> Work instruction
Retype the records exactly.

> Material provided
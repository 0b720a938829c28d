use axum::{
    Json,
    http::{HeaderMap, HeaderValue, StatusCode},
    response::{IntoResponse, Response},
};
use thiserror::Error;

use super::QUIZGEN_STATUS_HEADER;
use crate::pipeline::PipelineError;

#[derive(Debug, Error)]
pub enum GatewayError {
    #[error("invalid request: {0}")]
    InvalidRequest(String),

    #[error("question generation failed: {0}")]
    GenerationFailed(String),

    #[error("evaluation failed: {0}")]
    EvaluationFailed(String),

    #[error("entity recognition failed: {0}")]
    EntityRecognitionFailed(String),

    #[error("internal error: {0}")]
    InternalError(String),
}

impl From<PipelineError> for GatewayError {
    fn from(err: PipelineError) -> Self {
        match err {
            PipelineError::Prompt(e) => GatewayError::InvalidRequest(e.to_string()),
            PipelineError::Generation(e) => GatewayError::GenerationFailed(e.to_string()),
            PipelineError::Evaluation(e) => GatewayError::EvaluationFailed(e.to_string()),
            PipelineError::Entities(e) => GatewayError::EntityRecognitionFailed(e.to_string()),
            other => GatewayError::InternalError(other.to_string()),
        }
    }
}

#[derive(serde::Serialize)]
pub struct ErrorResponse {
    pub error: String,
    pub code: u16,
}

impl IntoResponse for GatewayError {
    fn into_response(self) -> Response {
        let (status, quizgen_status) = match &self {
            GatewayError::InvalidRequest(_) => (StatusCode::BAD_REQUEST, "invalid_request"),
            GatewayError::GenerationFailed(_) => {
                (StatusCode::INTERNAL_SERVER_ERROR, "generation_error")
            }
            GatewayError::EvaluationFailed(_) => {
                (StatusCode::INTERNAL_SERVER_ERROR, "evaluation_error")
            }
            GatewayError::EntityRecognitionFailed(_) => {
                (StatusCode::INTERNAL_SERVER_ERROR, "ner_error")
            }
            GatewayError::InternalError(_) => (StatusCode::INTERNAL_SERVER_ERROR, "internal_error"),
        };

        let mut headers = HeaderMap::new();
        headers.insert(
            QUIZGEN_STATUS_HEADER,
            HeaderValue::from_static(quizgen_status),
        );

        let body = Json(ErrorResponse {
            error: self.to_string(),
            code: status.as_u16(),
        });

        (status, headers, body).into_response()
    }
}
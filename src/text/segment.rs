use std::ops::Range;

use tracing::debug;

use crate::models::generator::GeneratorError;
use crate::models::traits::TokenCounter;

/// Consecutive paragraphs packed under a token budget.
#[derive(Debug, Clone, PartialEq, Eq)]
pub struct Segment {
    /// Paragraphs joined by a single space.
    pub text: String,
    /// Indices into [`paragraphs`] of the source text.
    pub paragraphs: Range<usize>,
    /// Sum of the paragraphs' encoded lengths.
    pub token_count: usize,
}

/// Non-empty lines of `text`, in order.
pub fn paragraphs(text: &str) -> Vec<&str> {
    text.split('\n').filter(|p| !p.is_empty()).collect()
}

/// Greedily packs paragraphs into segments of at most `max_tokens` tokens.
///
/// Boundaries fall only between paragraphs and every paragraph lands in
/// exactly one segment, in document order. A paragraph longer than the budget
/// on its own forms a single oversized segment.
pub fn split_into_segments<C: TokenCounter + ?Sized>(
    text: &str,
    max_tokens: usize,
    counter: &C,
) -> Result<Vec<Segment>, GeneratorError> {
    let paragraphs = paragraphs(text);
    let lengths = paragraphs
        .iter()
        .map(|p| counter.count_tokens(p))
        .collect::<Result<Vec<_>, _>>()?;

    let mut segments = Vec::new();
    let mut start = 0;
    let mut tokens = 0;

    for (idx, &len) in lengths.iter().enumerate() {
        if idx > start && tokens + len > max_tokens {
            segments.push(build_segment(&paragraphs, start..idx, tokens));
            start = idx;
            tokens = 0;
        }
        tokens += len;
    }
    if start < paragraphs.len() {
        segments.push(build_segment(&paragraphs, start..paragraphs.len(), tokens));
    }

    debug!(
        paragraphs = paragraphs.len(),
        segments = segments.len(),
        max_tokens,
        "Split text into segments"
    );

    Ok(segments)
}

fn build_segment(paragraphs: &[&str], range: Range<usize>, token_count: usize) -> Segment {
    Segment {
        text: paragraphs[range.clone()].join(" "),
        paragraphs: range,
        token_count,
    }
}
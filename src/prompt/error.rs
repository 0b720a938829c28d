use thiserror::Error;

use crate::constants::VALID_ANSWER_STYLES;

/// Errors raised while building question-generation prompts.
#[derive(Debug, Error)]
pub enum PromptError {
    /// The requested answer style is not one of [`VALID_ANSWER_STYLES`].
    #[error("invalid answer style '{value}': please choose from {valid:?}")]
    InvalidAnswerStyle {
        value: String,
        valid: [&'static str; 3],
    },
}

impl PromptError {
    pub(crate) fn invalid_style(value: &str) -> Self {
        PromptError::InvalidAnswerStyle {
            value: value.to_string(),
            valid: VALID_ANSWER_STYLES,
        }
    }
}
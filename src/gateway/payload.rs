use serde::{Deserialize, Serialize};

use crate::qa::QaPair;

/// Selects the textual-answer partition as `questions`.
pub const QUESTION_TYPE_WITH_ANSWERS: &str = "with_answers";
/// Selects the multiple-choice partition as `questions`.
pub const QUESTION_TYPE_MULTIPLE_CHOICE: &str = "multiple_choice";

/// Body of `POST /v1/questions`.
#[derive(Deserialize, Serialize, Debug, Clone)]
pub struct QuestionsRequest {
    pub text: String,
    /// Absent means `questions` holds every pair, not just the multiple-choice ones.
    #[serde(default)]
    pub question_type: Option<String>,
    #[serde(default)]
    pub num_questions: Option<usize>,
    #[serde(default)]
    pub answer_style: Option<String>,
    #[serde(default)]
    pub use_evaluator: Option<bool>,
    #[serde(default)]
    pub score_multiple_choice: Option<bool>,
}

#[derive(Serialize, Deserialize, Debug, Clone)]
pub struct QuestionsResponse {
    pub id: String,
    pub created: i64,
    pub question_type: Option<String>,
    /// Partition selected by `question_type`, or every pair when it is absent.
    pub questions: Vec<QaPair>,
    pub simple_answer_questions: Vec<QaPair>,
    pub multiple_choice_questions: Vec<QaPair>,
}

impl QuestionsResponse {
    /// Partitions ranked pairs by answer kind, keeping rank order in each part.
    pub fn from_pairs(pairs: Vec<QaPair>, question_type: Option<String>) -> Self {
        let (multiple_choice_questions, simple_answer_questions): (Vec<_>, Vec<_>) = pairs
            .iter()
            .cloned()
            .partition(|pair| pair.answer.is_multiple_choice());

        let questions = match question_type.as_deref() {
            None => pairs,
            Some(QUESTION_TYPE_WITH_ANSWERS) => simple_answer_questions.clone(),
            Some(_) => multiple_choice_questions.clone(),
        };

        Self {
            id: format!("qa-{}", uuid::Uuid::new_v4()),
            created: chrono::Utc::now().timestamp(),
            question_type,
            questions,
            simple_answer_questions,
            multiple_choice_questions,
        }
    }
}
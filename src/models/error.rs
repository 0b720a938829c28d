use thiserror::Error;

/// Errors from device selection.
#[derive(Debug, Error)]
pub enum ModelError {
    #[error("{device} device unavailable: {reason}")]
    DeviceUnavailable { device: String, reason: String },

    #[error("invalid model configuration: {reason}")]
    InvalidConfig { reason: String },
}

> Task answer
repository 0b720a938829c28d
use axum::{
    Json,
    http::{HeaderMap, HeaderValue, StatusCode},
    response::{IntoResponse, Response},
};
use thiserror::Error;

use super::QUIZGEN_STATUS_HEADER;
use crate::pipeline::PipelineError;

#[derive(Debug, Error)]
pub enum GatewayError {
    #[error("invalid request: {0}")]
    InvalidRequest(String),

    #[error("question generation failed: {0}")]
    GenerationFailed(String),

    #[error("evaluation failed: {0}")]
    EvaluationFailed(String),

    #[error("entity recognition failed: {0}")]
    EntityRecognitionFailed(String),

    #[error("internal error: {0}")]
    InternalError(String),
}

impl From<PipelineError> for GatewayError {
    fn from(err: PipelineError) -> Self {
        match err {
            PipelineError::Prompt(e) => GatewayError::InvalidRequest(e.to_string()),
            PipelineError::Generation(e) => GatewayError::GenerationFailed(e.to_string()),
            PipelineError::Evaluation(e) => GatewayError::EvaluationFailed(e.to_string()),
            PipelineError::Entities(e) => GatewayError::EntityRecognitionFailed(e.to_string()),
            other => GatewayError::InternalError(other.to_string()),
        }
    }
}

#[derive(serde::Serialize)]
pub struct ErrorResponse {
    pub error: String,
    pub code: u16,
}

impl IntoResponse for GatewayError {
    fn into_response(self) -> Response {
        let (status, quizgen_status) = match &self {
            GatewayError::InvalidRequest(_) => (StatusCode::BAD_REQUEST, "invalid_request"),
            GatewayError::GenerationFailed(_) => {
                (StatusCode::INTERNAL_SERVER_ERROR, "generation_error")
            }
            GatewayError::EvaluationFailed(_) => {
                (StatusCode::INTERNAL_SERVER_ERROR, "evaluation_error")
            }
            GatewayError::EntityRecognitionFailed(_) => {
                (StatusCode::INTERNAL_SERVER_ERROR, "ner_error")
            }
            GatewayError::InternalError(_) => (StatusCode::INTERNAL_SERVER_ERROR, "internal_error"),
        };

        let mut headers = HeaderMap::new();
        headers.insert(
            QUIZGEN_STATUS_HEADER,
            HeaderValue::from_static(quizgen_status),
        );

        let body = Json(ErrorResponse {
            error: self.to_string(),
            code: status.as_u16(),
        });

        (status, headers, body).into_response()
    }
}
filename src/text/segment.rs
use std::ops::Range;

use tracing::debug;

use crate::models::generator::GeneratorError;
use crate::models::traits::TokenCounter;

/// Consecutive paragraphs packed under a token budget.
#[derive(Debug, Clone, PartialEq, Eq)]
pub struct Segment {
    /// Paragraphs joined by a single space.
    pub text: String,
    /// Indices into [`paragraphs`] of the source text.
    pub paragraphs: Range<usize>,
    /// Sum of the paragraphs' encoded lengths.
    pub token_count: usize,
}

/// Non-empty lines of `text`, in order.
pub fn paragraphs(text: &str) -> Vec<&str> {
    text.split('\n').filter(|p| !p.is_empty()).collect()
}

/// Greedily packs paragraphs into segments of at most `max_tokens` tokens.
///
/// Boundaries fall only between paragraphs and every paragraph lands in
/// exactly one segment, in document order. A paragraph longer than the budget
/// on its own forms a single oversized segment.
pub fn split_into_segments<C: TokenCounter + ?Sized>(
    text: &str,
    max_tokens: usize,
    counter: &C,
) -> Result<Vec<Segment>, GeneratorError> {
    let paragraphs = paragraphs(text);
    let lengths = paragraphs
        .iter()
        .map(|p| counter.count_tokens(p))
        .collect::<Result<Vec<_>, _>>()?;

    let mut segments = Vec::new();
    let mut start = 0;
    let mut tokens = 0;

    for (idx, &len) in lengths.iter().enumerate() {
        if idx > start && tokens + len > max_tokens {
            segments.push(build_segment(&paragraphs, start..idx, tokens));
            start = idx;
            tokens = 0;
        }
        tokens += len;
    }
    if start < paragraphs.len() {
        segments.push(build_segment(&paragraphs, start..paragraphs.len(), tokens));
    }

    debug!(
        paragraphs = paragraphs.len(),
        segments = segments.len(),
        max_tokens,
        "Split text into segments"
    );

    Ok(segments)
}

fn build_segment(paragraphs: &[&str], range: Range<usize>, token_count: usize) -> Segment {
    Segment {
        text: paragraphs[range.clone()].join(" "),
        paragraphs: range,
        token_count,
    }
}
filename src/prompt/error.rs
repository 0b720a938829c28d
use thiserror::Error;

use crate::constants::VALID_ANSWER_STYLES;

/// Errors raised while building question-generation prompts.
#[derive(Debug, Error)]
pub enum PromptError {
    /// The requested answer style is not one of [`VALID_ANSWER_STYLES`].
    #[error("invalid answer style '{value}': please choose from {valid:?}")]
    InvalidAnswerStyle {
        value: String,
        valid: [&'static str; 3],
    },
}

impl PromptError {
    pub(crate) fn invalid_style(value: &str) -> Self {
        PromptError::InvalidAnswerStyle {
            value: value.to_string(),
            valid: VALID_ANSWER_STYLES,
        }
    }
}
filename src/gateway/payload.rs
use serde::{Deserialize, Serialize};

use crate::qa::QaPair;

/// Selects the textual-answer partition as `questions`.
pub const QUESTION_TYPE_WITH_ANSWERS: &str = "with_answers";
/// Selects the multiple-choice partition as `questions`.
pub const QUESTION_TYPE_MULTIPLE_CHOICE: &str = "multiple_choice";

/// Body of `POST /v1/questions`.
#[derive(Deserialize, Serialize, Debug, Clone)]
pub struct QuestionsRequest {
    pub text: String,
    /// Absent means `questions` holds every pair, not just the multiple-choice ones.
    #[serde(default)]
    pub question_type: Option<String>,
    #[serde(default)]
    pub num_questions: Option<usize>,
    #[serde(default)]
    pub answer_style: Option<String>,
    #[serde(default)]
    pub use_evaluator: Option<bool>,
    #[serde(default)]
    pub score_multiple_choice: Option<bool>,
}

#[derive(Serialize, Deserialize, Debug, Clone)]
pub struct QuestionsResponse {
    pub id: String,
    pub created: i64,
    pub question_type: Option<String>,
    /// Partition selected by `question_type`, or every pair when it is absent.
    pub questions: Vec<QaPair>,
    pub simple_answer_questions: Vec<QaPair>,
    pub multiple_choice_questions: Vec<QaPair>,
}

impl QuestionsResponse {
    /// Partitions ranked pairs by answer kind, keeping rank order in each part.
    pub fn from_pairs(pairs: Vec<QaPair>, question_type: Option<String>) -> Self {
        let (multiple_choice_questions, simple_answer_questions): (Vec<_>, Vec<_>) = pairs
            .iter()
            .cloned()
            .partition(|pair| pair.answer.is_multiple_choice());

        let questions = match question_type.as_deref() {
            None => pairs,
            Some(QUESTION_TYPE_WITH_ANSWERS) => simple_answer_questions.clone(),
            Some(_) => multiple_choice_questions.clone(),
        };

        Self {
            id: format!("qa-{}", uuid::Uuid::new_v4()),
            created: chrono::Utc::now().timestamp(),
            question_type,
            questions,
            simple_answer_questions,
            multiple_choice_questions,
        }
    }
}
filename src/models/error.rs
repository 0b720a938829c28d
use thiserror::Error;

/// Errors from device selection.
#[derive(Debug, Error)]
pub enum ModelError {
    #[error("{device} device unavailable: {reason}")]
    DeviceUnavailable { device: String, reason: String },

    #[error("invalid model configuration: {reason}")]
    InvalidConfig { reason: String },
}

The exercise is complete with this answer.